Weekly Market Commentary
July 3, 2017

The Markets

This is the way the quarter ends – with a central bank scare.

Last week the European Central Bank and Bank of England cracked the ‘open secret’ (i.e., central banks will provide less stimulus and increase rates at some point), and investors did not like what they heard.

Central bankers were quick to say they didn’t necessarily mean what people had heard, but the rumor of less accommodative monetary policy was already moving markets.

Central bankers comments affected U.S. stock markets. The technology sector lost some of its allure, while the possibility of rising interest rates made the financials sector more attractive. It didn’t hurt that all major institutions passed the Fed’s stress tests for the first time. That could translate into share buybacks and higher dividends, reported Financial Times.

There were some notable statistics during the second quarter of 2017. For instance:

Investors were preternaturally calm
Throughout second quarter, investors have been confident the Standard & Poor’s 500 Index would offer a smooth ride. The CBOE Volatility Index (VIX), a.k.a. the fear gauge, has only closed below 10 sixteen times; seven occurred during the second quarter of 2017.

Consumer sentiment was quite positive
Consumers were feeling highly optimistic throughout the quarter. In June, the University of Michigan Consumer Sentiment Survey reported, “Although consumer confidence slipped to its lowest level since Trump was elected, the overall level still remains quite favorable. The average level of the Sentiment Index during the first half of 2017 was 96.8, the best half-year average since the second half of 2000…”

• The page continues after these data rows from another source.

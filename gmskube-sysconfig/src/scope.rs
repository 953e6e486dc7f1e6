//! Dot-notation key specificity.
//!
//! A key such as `station.ASAR.channel.sample-rate` names a leaf
//! (`sample-rate`) qualified by a chain of scopes. Lookups climb from the
//! most specific form of the key towards the bare leaf by dropping the
//! scope immediately above the leaf, one segment at a time:
//!
//! ```text
//! a.b.c  ->  a.c  ->  c
//! ```

/// Every form of `key` to try, most specific first.
///
/// The last segment is always kept; only intermediate scopes are removed.
#[must_use]
pub fn specificity_chain(key: &str) -> Vec<String> {
    let mut segments: Vec<&str> = key.split('.').collect();
    let mut chain = Vec::with_capacity(segments.len());
    chain.push(segments.join("."));

    while segments.len() > 1 {
        segments.remove(segments.len() - 2);
        chain.push(segments.join("."));
    }

    chain
}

Investor sentiment shifted into neutral
Last week, the number of investors who were neutral (rather than bullish or bearish) about markets hit its highest level in a year. The AAII Blog reported:

The U.S. economy appears to be growing, albeit slowly. Last week, the Federal Reserve Bank of Atlanta forecast real GDP (Gross Domestic Product) growth during the second quarter of 2017 at 2.7 percent.

Weekly Focus
People say time is money but money can’t buy you time.